A spokeswoman for YMCA of the Suncoast and the Tampa Metropolitan Area YMCA said Friday afternoon the organizations would wait until the full executive order had been released to comment.
DeSantis contended that youth activities — schools, most notably — were closed in the first place because, in the early days of the pandemic, it was believed children would spread the disease to other, more vulnerable populations.
But children haven’t turned out to be very effective spreaders of the illness, the governor argued Friday.
“The data is pretty clear that, for whatever reason, kids don’t seem to get infected at the same rates that some other adults get infected,” DeSantis said.
DeSantis also noted that children are much less likely to face serious consequences from the novel coronavirus. In Florida, five in six coronavirus deaths have come from people 65 and over. Zero people under 25 have died from the disease, DeSantis noted.

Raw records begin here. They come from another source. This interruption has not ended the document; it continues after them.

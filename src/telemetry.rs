use crate::state::MeterState;
use async_trait::async_trait;
use serde_derive::Serialize;
use std::time::Duration;
use tokio::time::sleep;
use tracing::{error, info, warn};

pub const DEFAULT_TOPIC: &str = "espferraris1/status";

/// Telemetry payload. Field order is part of the wire format.
#[derive(Debug, Clone, PartialEq, Serialize)]
#[serde(rename_all = "camelCase")]
pub struct Snapshot {
    pub start_timestamp: i64,
    pub update_timestamp: i64,
    #[serde(rename = "treshholdValue")]
    pub threshold_value: f64,
    pub updates_total: u64,
    pub updates_today: u64,
    pub power_consumption_total: f64,
    pub power_consumption_today: f64,
    pub curr_power: f64,
}

impl Snapshot {
    /// Captures the state right after a rotation has been recorded.
    pub fn capture(state: &MeterState, threshold_value: f64) -> Self {
        Self {
            start_timestamp: state.start_timestamp(),
            update_timestamp: state.last_rotation_timestamp(),
            threshold_value,
            updates_total: state.total_rounds(),
            updates_today: state.day_rounds(),
            power_consumption_total: state.total_consumption_kwh(),
            power_consumption_today: state.day_consumption_kwh(),
            curr_power: state.current_power_watts(),
        }
    }
}

/// Transport failure below the `TelemetrySink` boolean surface.
#[derive(Debug, thiserror::Error)]
pub enum SinkError {
    #[error("no telemetry endpoint configured")]
    NoEndpoint,
    #[error("sink is not connected")]
    NotConnected,
    #[error("http error: {0}")]
    Http(#[from] reqwest::Error),
    #[error("mqtt client error: {0}")]
    Mqtt(#[from] rumqttc::ClientError),
}

/// Transport that delivers telemetry to the remote collector.
#[async_trait]
pub trait TelemetrySink: Send {
    /// Attempts to establish the connection. Returns whether the sink is usable.
    async fn connect(&mut self) -> bool;
    fn is_connected(&self) -> bool;
    async fn publish(&mut self, topic: &str, payload: &[u8], retain: bool) -> bool;
}

#[async_trait]
impl<S: TelemetrySink + ?Sized> TelemetrySink for Box<S> {
    async fn connect(&mut self) -> bool {
        (**self).connect().await
    }

    fn is_connected(&self) -> bool {
        (**self).is_connected()
    }

    async fn publish(&mut self, topic: &str, payload: &[u8], retain: bool) -> bool {
        (**self).publish(topic, payload, retain).await
    }
}

/// Bounds how long a single publish may hold up the control loop.
#[derive(Debug, Clone, Copy, PartialEq, Eq)]
pub struct RetryPolicy {
    pub max_attempts: u32,
    pub retry_delay: Duration,
}

impl Default for RetryPolicy {
    fn default() -> Self {
        Self {
            max_attempts: 5,
            retry_delay: Duration::from_millis(2000),
        }
    }
}

#[derive(Debug, Clone, PartialEq, Eq)]
pub struct PublisherSettings {
    pub topic: String,
    pub retain: bool,
    pub retry: RetryPolicy,
}

impl Default for PublisherSettings {
    fn default() -> Self {
        Self {
            topic: DEFAULT_TOPIC.to_string(),
            retain: true,
            retry: RetryPolicy::default(),
        }
    }
}

#[derive(Debug, Clone, Copy, PartialEq, Eq)]
pub enum PublishOutcome {
    Delivered { attempts: u32 },
    /// Every attempt failed, the snapshot was discarded.
    Dropped,
}

/// Builds snapshots and hands them to the sink with bounded retries.
pub struct TelemetryPublisher<S> {
    sink: S,
    settings: PublisherSettings,
    sink_down: bool,
}

impl<S: TelemetrySink> TelemetryPublisher<S> {
    pub fn new(sink: S, settings: PublisherSettings) -> Self {
        Self {
            sink,
            settings,
            sink_down: false,
        }
    }

    /// True when the most recent publish exhausted its attempts.
    pub fn sink_down(&self) -> bool {
        self.sink_down
    }

    #[cfg(test)]
    pub(crate) fn sink(&self) -> &S {
        &self.sink
    }

    /// Connects the sink ahead of the first publish. A failure is logged and left to the
    /// retries of the next publish.
    pub async fn connect(&mut self) -> bool {
        let connected = self.sink.is_connected() || self.sink.connect().await;
        if connected {
            info!("telemetry sink connected");
        } else {
            warn!("telemetry sink not reachable at startup");
        }
        connected
    }

    pub async fn publish(&mut self, state: &MeterState, threshold_value: f64) -> PublishOutcome {
        let snapshot = Snapshot::capture(state, threshold_value);
        self.publish_snapshot(&snapshot).await
    }

    pub async fn publish_snapshot(&mut self, snapshot: &Snapshot) -> PublishOutcome {
        let payload = match serde_json::to_vec(snapshot) {
            Ok(payload) => payload,
            Err(e) => {
                error!(error = %e, "cannot serialize snapshot");
                return PublishOutcome::Dropped;
            }
        };

        let max_attempts = self.settings.retry.max_attempts.max(1);
        for attempt in 1..=max_attempts {
            if !self.sink.is_connected() && !self.sink.connect().await {
                warn!(attempt, max_attempts, "telemetry sink not connected");
            } else if self
                .sink
                .publish(&self.settings.topic, &payload, self.settings.retain)
                .await
            {
                self.sink_down = false;
                info!(
                    topic = %self.settings.topic,
                    payload = %String::from_utf8_lossy(&payload),
                    "snapshot published"
                );
                return PublishOutcome::Delivered { attempts: attempt };
            } else {
                warn!(attempt, max_attempts, "error publishing snapshot");
            }

            if attempt < max_attempts {
                sleep(self.settings.retry.retry_delay).await;
            }
        }

        self.sink_down = true;
        error!(
            max_attempts,
            updates_total = snapshot.updates_total,
            "telemetry sink unreachable, snapshot dropped"
        );
        PublishOutcome::Dropped
    }
}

The federal Centers for Disease Control and Prevention has noted that “relatively few” children have suffered severe health consequences such as hospitalizations due to COVID-19.
However, experts say the issue about how the coronavirus affects children is far from settled.
Dr. Steven L. Zeichner, the head of the division of pediatric infectious diseases at the University of Virginia, said it’s true that children older than infants and younger than adolescents seem to be less severely affected by the coronavirus than adults. However, it’s difficult to know how likely a child is to become infected because governments still have not tested enough of the population.
“We do not really know whether children are more or less likely to acquire COVID-19," Zeichner said, according to an issue brief by SciLine, an independent nonprofit that compiles expert opinions on scientific issues. “If we don’t test everyone, then we won’t detect much asymptomatic disease.”
Florida has ramped up its testing program in recent weeks. About 837,000 tests had been reported in Florida as of Friday. In a state of about 21.5 million people, that figure means that, at most, about 4 percent of the population has been tested.
Doctors around the country have also seen several dozen cases of “multisystem inflammatory syndrome in children,” or MIS-C, a childhood illness associated with the coronavirus. That disease is as mysterious as it is frightening for parents: the Centers for Disease Control and Prevention recently advised there is much we don’t know about the illness.
Dr. Bonnie White, DeSantis’ family’s pediatrician, sat beside the governor as he made his announcement. She said that MIS-C is “extremely rare.”
White backed the governor’s assessment of the current scientific understanding of the coronavirus. She said that many of her patients have shown symptoms of anxiety and depression because of the months of isolation brought about by statewide shutdowns.
“It’s time for our kids to get back to the new normal, and it’s time to safely allow kids to be kids,” White said.